As I near the five-year mark of my time at Walnut Hill, I have been contemplating a lot what these Connecticut years have meant and the gifts that have resulted. Among the sweetest of these is the little village in Nassau that is consuming more and more of my affection.

Tonight--a few weeks after returning with a team of fourteen students--my heart is bursting with love for the little ones we've come to call friends and swelling with pride in my students, these 17 and 18-year-old fearless ambassadors of peace and goodness.

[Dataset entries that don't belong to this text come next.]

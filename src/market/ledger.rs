use std::collections::HashMap;

use super::impurity::ImpurityId;

/// Auction ledger: which wallet last claimed the bidding right over an impurity.
///
/// A cluster may only bid on an impurity whose recorded claim is strictly below
/// its own wallet, so a poorer cluster cannot take back what a richer one bought.
/// One ledger lives for exactly one auction run.
#[derive(Clone, Debug, Default, PartialEq)]
pub struct AuctionState {
    claims: HashMap<ImpurityId, f64>,
}

impl AuctionState {
    /// Empty ledger for a new run.
    pub fn new() -> Self {
        Self::default()
    }

    /// Whether a cluster holding `wallet` may bid on `id`.
    #[inline]
    pub fn is_eligible(&self, id: ImpurityId, wallet: f64) -> bool {
        self.claims.get(&id).map_or(true, |&claim| claim < wallet)
    }

    /// Record that a cluster holding `wallet` claimed `id`.
    pub fn stamp(&mut self, id: ImpurityId, wallet: f64) {
        self.claims.insert(id, wallet);
    }

    /// Wallet that last claimed `id`, if any.
    pub fn claim(&self, id: ImpurityId) -> Option<f64> {
        self.claims.get(&id).copied()
    }

    /// Number of claimed impurities.
    pub fn len(&self) -> usize {
        self.claims.len()
    }

    pub fn is_empty(&self) -> bool {
        self.claims.is_empty()
    }
}
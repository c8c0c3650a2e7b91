//! Street Lamps viewer: scatters a few lamps, plans an installation through
//! them and renders both sets. Pass a TOML config path to tune the planner.

use std::path::Path;

use kiss3d::camera::ArcBall;
use kiss3d::light::Light;
use kiss3d::nalgebra::{Point3, Translation3, UnitQuaternion, Vector3};
use kiss3d::window::Window;
use log::{error, info};
use street_lamps::{scatter_lamps, InstallationConfig, ScatterOptions};

/// Pole height in scene units.
const POLE_HEIGHT: f32 = 0.6;
const POLE_RADIUS: f32 = 0.03;
const BULB_RADIUS: f32 = 0.08;
/// Total number of lamps the installation should reach.
const TARGET_LAMPS: usize = 12;

#[derive(Debug, Clone, Copy)]
/// Simple representation of an rgb color. Kiss3D requires values on $[0.0, 1.0]$.
struct Color {
    red: f32,
    green: f32,
    blue: f32,
}

const PLACED: Color = Color {
    red: 1.0,
    green: 0.8,
    blue: 0.2,
};
const GENERATED: Color = Color {
    red: 0.2157,
    green: 0.4941,
    blue: 0.7216,
};

/// Adds a pole with a bulb on top standing at `(x, height, z)`.
fn add_lamp(window: &mut Window, x: f64, height: f64, z: f64, color: Color) {
    let (x, base, z) = (x as f32, height as f32, z as f32);

    let mut pole = window.add_cylinder(POLE_RADIUS, POLE_HEIGHT);
    pole.set_color(0.3, 0.3, 0.3);
    pole.set_local_translation(Translation3::new(x, base + POLE_HEIGHT / 2., z));

    let mut bulb = window.add_sphere(BULB_RADIUS);
    bulb.set_color(color.red, color.green, color.blue);
    bulb.set_local_translation(Translation3::new(x, base + POLE_HEIGHT, z));
}

/// Program entry point.
fn main() {
    env_logger::init();

    let config = match std::env::args().nth(1) {
        Some(path) => match InstallationConfig::load(Path::new(&path)) {
            Ok(config) => config,
            Err(e) => {
                error!("{}", e);
                return;
            }
        },
        None => InstallationConfig::default(),
    };

    let placed = scatter_lamps(&ScatterOptions::default(), &mut rand::thread_rng());
    info!("scattered {} lamps", placed.len());

    let eye = Point3::new(0.0, 4.0, 8.0);
    let at = Point3::origin();
    let mut camera = ArcBall::new(eye, at);

    let mut window = Window::new_with_size("Street Lamps", 1920, 1080);
    window.set_light(Light::StickToCamera);

    let mut ground = window.add_cube(40.0, 0.01, 40.0);
    ground.set_color(0.15, 0.15, 0.15);

    for lamp in placed.iter() {
        add_lamp(&mut window, lamp.x, lamp.height, lamp.z, PLACED);
    }

    match config.planner().plan(&placed, TARGET_LAMPS) {
        Ok(installation) => {
            if let Some(advisory) = installation.advisory {
                info!("{}", advisory);
            }
            for lamp in installation.lamps.iter() {
                add_lamp(&mut window, lamp.x, lamp.height, lamp.z, GENERATED);
            }
        }
        Err(e) => error!("{}: {}", e.advisory_message(), e),
    }

    let rot = UnitQuaternion::from_axis_angle(&Vector3::y_axis(), 0.004);

    while window.render_with_camera(&mut camera) {
        window.scene_mut().prepend_to_local_rotation(&rot);
    }
}
//! Street Lamps: automatic layout of street lamp installations.
//!
//! Given the lamps a user has already placed on the ground, the planner fits a
//! curve through them and extends the row from both ends, spacing new lamps by
//! the smallest gap among the existing ones. The scene layer owns the lamps;
//! this crate only reads a snapshot of their positions and returns new ones.
//!
//! ```
//! use street_lamps::{generate_installation, Anchor};
//!
//! let placed = [Anchor::new(0., 0., 0.), Anchor::new(10., 0., 0.)];
//! let plan = generate_installation(&placed, 4).unwrap();
//! let xs: Vec<f64> = plan.lamps.iter().map(|l| l.x.round()).collect();
//! assert_eq!(xs, vec![20., -10.]);
//! ```

/// Anchors placed by the user and lamp positions produced for them.
pub mod anchor;
/// Lamp and pole asset definitions read by the scene layer.
pub mod catalog;
pub mod config;
/// Least squares polynomial fit through anchor ground positions.
pub mod curve_fit;
pub mod errors;
pub mod extrapolate;
/// Farthest and nearest anchor pairs.
pub mod extremes;
pub mod planner;
/// Random starting layouts for demos and tests.
pub mod scatter;

pub use anchor::{Anchor, LampPosition};
pub use catalog::{LampCatalog, LampModel, ModelPart};
pub use config::InstallationConfig;
pub use curve_fit::{fit_line, fit_polynomial, Polynomial, MAX_CURVE_DEGREE};
pub use errors::{
    CatalogError, ConfigError, ExtrapolationError, ExtremeError, FitError, InstallationError,
};
pub use extremes::{find_extreme_pair, ExtremePair};
pub use planner::{
    generate_installation, Advisory, HeightMode, Installation, InstallationPlanner,
    PlannerOptions, Side,
};
pub use scatter::{scatter_lamps, ScatterOptions};
use log::warn;
use nalgebra::{self, Point2};
use rand::distributions::{Distribution, Uniform};
use rand::Rng;

use crate::anchor::Anchor;

/// Draws per lamp before giving up on finding a free spot.
const MAX_ATTEMPTS: usize = 1000;

#[derive(Debug, Clone, PartialEq)]
/// Shape of a randomly scattered starting set of lamps: a loose row along the x axis.
pub struct ScatterOptions {
    /// Number of lamps to place.
    pub count: usize,
    /// Lamps fall within `[-spread, spread]` along x.
    pub spread: f64,
    /// Lamps fall within `[-jitter, jitter]` along z.
    pub jitter: f64,
    /// Smallest allowed ground distance between two lamps.
    pub min_gap: f64,
    /// Height assigned to every lamp.
    pub height: f64,
}

impl Default for ScatterOptions {
    fn default() -> Self {
        ScatterOptions {
            count: 4,
            spread: 4.,
            jitter: 0.2,
            min_gap: 0.8,
            height: 0.,
        }
    }
}

/// Finds a position at least `min_gap` away from every lamp in `placed`.
fn find_disjoint_position<R: Rng>(
    placed: &[Anchor],
    min_gap: f64,
    along: &Uniform<f64>,
    across: &Uniform<f64>,
    rng: &mut R,
) -> Option<Point2<f64>> {
    (0..MAX_ATTEMPTS)
        .map(|_| Point2::new(along.sample(rng), across.sample(rng)))
        .find(|candidate| {
            placed
                .iter()
                .all(|lamp| nalgebra::distance(candidate, &lamp.ground()) >= min_gap)
        })
}

/// Places up to `options.count` lamps at random, non-overlapping positions.
///
/// Stops early, with a warning, when the area is too crowded to fit another lamp.
pub fn scatter_lamps<R: Rng>(options: &ScatterOptions, rng: &mut R) -> Vec<Anchor> {
    let along = Uniform::new_inclusive(-options.spread, options.spread);
    let across = Uniform::new_inclusive(-options.jitter, options.jitter);

    let mut lamps: Vec<Anchor> = Vec::with_capacity(options.count);
    while lamps.len() < options.count {
        match find_disjoint_position(&lamps, options.min_gap, &along, &across, rng) {
            Some(p) => lamps.push(Anchor::new(p.x, p.y, options.height)),
            None => {
                warn!(
                    "placed only {} of {} lamps with gap {}",
                    lamps.len(),
                    options.count,
                    options.min_gap
                );
                break;
            }
        }
    }
    lamps
}
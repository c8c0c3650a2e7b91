//! Lamp and pole asset definitions.
//!
//! A catalog is plain text, one definition per line:
//!
//! ```text
//! # name, scale, model, material[, model, material ...]
//! classic, 0.01, LampsModels/street_lamp.mdl, LampsMaterials/metal.xml, LampsModels/glass.mdl, LampsMaterials/glass.xml
//! ```
//!
//! Empty lines and lines starting with `#` are skipped.

use std::fs;
use std::path::Path;

use log::debug;
use serde::{Deserialize, Serialize};

use crate::errors::CatalogError;

#[derive(PartialEq, Debug, Clone, Serialize, Deserialize)]
/// One renderable part of a lamp: a model file and the material applied to it.
pub struct ModelPart {
    pub model: String,
    pub material: String,
}

#[derive(PartialEq, Debug, Clone, Serialize, Deserialize)]
/// A lamp the scene layer can instantiate.
pub struct LampModel {
    /// Name shown in the lamp picker.
    pub name: String,
    /// Uniform scale applied to every part when placed.
    pub scale: f32,
    /// Parts in the order they are attached to the lamp node.
    pub parts: Vec<ModelPart>,
}

#[derive(PartialEq, Debug, Clone, Default, Serialize, Deserialize)]
pub struct LampCatalog {
    lamps: Vec<LampModel>,
}

impl LampCatalog {
    pub fn load(path: &Path) -> Result<LampCatalog, CatalogError> {
        let text = fs::read_to_string(path)?;
        let catalog = LampCatalog::parse(&text)?;
        debug!("loaded {} lamp models from {:?}", catalog.len(), path);
        Ok(catalog)
    }

    pub fn parse(text: &str) -> Result<LampCatalog, CatalogError> {
        let mut lamps: Vec<LampModel> = Vec::new();
        for (index, raw) in text.lines().enumerate() {
            let line = index + 1;
            let trimmed = raw.trim();
            if trimmed.is_empty() || trimmed.starts_with('#') {
                continue;
            }
            let lamp = parse_line(line, trimmed)?;
            if lamps.iter().any(|l| l.name == lamp.name) {
                return Err(CatalogError::DuplicateName {
                    line,
                    name: lamp.name,
                });
            }
            lamps.push(lamp);
        }
        Ok(LampCatalog { lamps })
    }

    pub fn get(&self, name: &str) -> Option<&LampModel> {
        self.lamps.iter().find(|l| l.name == name)
    }

    pub fn iter(&self) -> impl Iterator<Item = &LampModel> {
        self.lamps.iter()
    }

    pub fn len(&self) -> usize {
        self.lamps.len()
    }

    pub fn is_empty(&self) -> bool {
        self.lamps.is_empty()
    }
}

fn parse_line(line: usize, text: &str) -> Result<LampModel, CatalogError> {
    let fields: Vec<&str> = text.split(',').map(str::trim).collect();
    if fields.len() < 4 || fields.len() % 2 != 0 {
        return Err(CatalogError::FieldCount {
            line,
            fields: fields.len(),
        });
    }

    let name = non_empty(line, "name", fields[0])?;
    let scale = fields[1]
        .parse::<f32>()
        .ok()
        .filter(|s| s.is_finite() && *s > 0.)
        .ok_or_else(|| CatalogError::Scale {
            line,
            value: fields[1].to_string(),
        })?;
    let parts = fields[2..]
        .chunks(2)
        .map(|pair| -> Result<ModelPart, CatalogError> {
            Ok(ModelPart {
                model: non_empty(line, "model", pair[0])?,
                material: non_empty(line, "material", pair[1])?,
            })
        })
        .collect::<Result<Vec<_>, _>>()?;

    Ok(LampModel { name, scale, parts })
}

fn non_empty(line: usize, field: &'static str, value: &str) -> Result<String, CatalogError> {
    if value.is_empty() {
        Err(CatalogError::EmptyField { line, field })
    } else {
        Ok(value.to_string())
    }
}

#[cfg(test)]
mod tests {
    use super::*;

    const CATALOG: &str = "\
# street lamps
classic, 0.01, LampsModels/street_lamp.mdl, LampsMaterials/metal.xml, LampsModels/glass.mdl, LampsMaterials/glass.xml

modern,0.02,LampsModels/modern.mdl,LampsMaterials/steel.xml
";

    #[test]
    fn parses_definitions() {
        let catalog = LampCatalog::parse(CATALOG).unwrap();
        assert_eq!(catalog.len(), 2);

        let classic = catalog.get("classic").unwrap();
        assert_eq!(classic.scale, 0.01);
        assert_eq!(classic.parts.len(), 2);
        assert_eq!(classic.parts[1].model, "LampsModels/glass.mdl");
        assert_eq!(classic.parts[1].material, "LampsMaterials/glass.xml");

        let names: Vec<&str> = catalog.iter().map(|l| l.name.as_str()).collect();
        assert_eq!(names, vec!["classic", "modern"]);
        assert!(catalog.get("missing").is_none());
    }

    #[test]
    fn field_count_is_validated() {
        let err = LampCatalog::parse("classic, 0.01, model.mdl").unwrap_err();
        assert!(matches!(err, CatalogError::FieldCount { line: 1, fields: 3 }));

        let err = LampCatalog::parse("# header\nclassic, 0.01, a.mdl, a.xml, b.mdl").unwrap_err();
        assert!(matches!(err, CatalogError::FieldCount { line: 2, fields: 5 }));
    }

    #[test]
    fn scale_must_be_positive() {
        for bad in ["abc", "-1", "0", "inf"] {
            let text = format!("classic, {}, a.mdl, a.xml", bad);
            let err = LampCatalog::parse(&text).unwrap_err();
            assert!(matches!(err, CatalogError::Scale { line: 1, .. }), "{}", bad);
        }
    }

    #[test]
    fn empty_and_duplicate_fields() {
        let err = LampCatalog::parse("classic, 0.01, , a.xml").unwrap_err();
        assert!(matches!(err, CatalogError::EmptyField { field: "model", .. }));

        let err = LampCatalog::parse("a, 1, m, x\na, 2, m, x").unwrap_err();
        assert!(matches!(err, CatalogError::DuplicateName { line: 2, .. }));
    }

    #[test]
    fn empty_text_is_an_empty_catalog() {
        let catalog = LampCatalog::parse("\n# nothing here\n").unwrap();
        assert!(catalog.is_empty());
    }
}
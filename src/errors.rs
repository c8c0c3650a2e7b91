use std::io;
use std::path::PathBuf;

use thiserror::Error;

#[derive(Debug, Error, Clone, PartialEq)]
/// Failures while fitting a curve through the anchor set.
pub enum FitError {
    /// Fewer than two points were supplied; a curve through them is undefined.
    #[error("need at least 2 points to fit a curve, got {0}")]
    TooFewPoints(usize),
    /// The normal matrix `HᵗH` is singular. This happens when every anchor
    /// shares the same x, i.e. the lamps stand on a line parallel to the z axis.
    #[error("degenerate curve fit: {distinct_x} distinct x value(s) among the anchors")]
    Degenerate { distinct_x: usize },
}

#[derive(Debug, Error, Clone, Copy, PartialEq)]
/// Failures of the farthest/nearest pair scan.
pub enum ExtremeError {
    /// A pair search needs at least one pair.
    #[error("need at least 2 points to find an extreme pair, got {0}")]
    TooFewPoints(usize),
}

#[derive(Debug, Error, Clone, Copy, PartialEq)]
/// Failures while stepping along the fitted curve.
pub enum ExtrapolationError {
    /// The circle of the requested radius around the anchor never meets the
    /// curve. Usually the anchor lies farther from the curve than the spacing.
    #[error("no point on the curve at distance {distance} from ({x}, {z})")]
    NoRealSolution { x: f64, z: f64, distance: f64 },
}

#[derive(Debug, Error, Clone, PartialEq)]
/// All errors returned by installation planning. Each wraps the component
/// that caused the abort; no partial set of lamps is ever returned with one.
pub enum InstallationError {
    #[error("curve fit failed: {0}")]
    Fit(#[from] FitError),
    #[error("extreme pair search failed: {0}")]
    Extremes(#[from] ExtremeError),
    #[error("curve extrapolation failed: {0}")]
    Extrapolation(#[from] ExtrapolationError),
    /// Two existing anchors coincide, so the spacing for new lamps is zero.
    #[error("minimum spacing between existing lamps is {0}, expected a positive distance")]
    ZeroSpacing(f64),
    /// More new lamps requested than the planner is configured to produce.
    #[error("requested {requested} new lamps, at most {max} are allowed")]
    TooManyLamps { requested: usize, max: usize },
}

impl InstallationError {
    /// Short advisory suitable for a toast-style notification.
    pub fn advisory_message(&self) -> &'static str {
        match *self {
            InstallationError::Fit(_) | InstallationError::Extremes(_) => {
                "Lamps must be spread out to create installation"
            }
            InstallationError::Extrapolation(_) | InstallationError::ZeroSpacing(_) => {
                "Could not compute layout for current spacing"
            }
            InstallationError::TooManyLamps { .. } => "Too many new lamps requested",
        }
    }
}

#[derive(Debug, Error)]
/// Errors raised while loading planner configuration.
pub enum ConfigError {
    #[error("failed to read config file {path:?}: {source}")]
    Io {
        path: PathBuf,
        #[source]
        source: io::Error,
    },
    #[error("failed to parse config: {0}")]
    Parse(#[from] toml::de::Error),
    #[error("invalid config: {0}")]
    Invalid(String),
}

#[derive(Debug, Error)]
/// Errors raised while parsing a lamp catalog.
pub enum CatalogError {
    #[error("failed to read catalog: {0}")]
    Io(#[from] io::Error),
    /// Field count must be even and at least four: name, scale, then model/material pairs.
    #[error("line {line}: expected name, scale and model/material pairs, got {fields} field(s)")]
    FieldCount { line: usize, fields: usize },
    #[error("line {line}: invalid scale {value:?}")]
    Scale { line: usize, value: String },
    #[error("line {line}: empty {field}")]
    EmptyField { line: usize, field: &'static str },
    #[error("line {line}: duplicate lamp name {name:?}")]
    DuplicateName { line: usize, name: String },
}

It is the greatest privilege of my life to sit at the crux of discipleship and justice, 

...where students I love are being transformed as they meet God in the dingy, mired, beautiful
{Blessed am I among women!}

...where the lowest and the least are teaching us about things of true value. 

We have much still to learn, my students and I. We have much still to repent.

Together we set our faces, unflinching, to look upon suffering, injustice, and poverty that we cannot fix. We determine to be present in a place most would prefer to ignore.

We throw ourselves headlong into the darkness to find, amazingly, 
that the Light is already there. 

And so we offer all we have, really. We give ourselves to creative work that we hope will spark more creativity. We give the millionth piggyback ride and pray that a child will know she is valuable and loved. We share our stories and ask good questions. We play, we dance, we encourage. We leave behind pieces of our hearts in this place that is at once dark and beaming because that's what love does. We open our eyes, and as we do we begin to see things as they really are.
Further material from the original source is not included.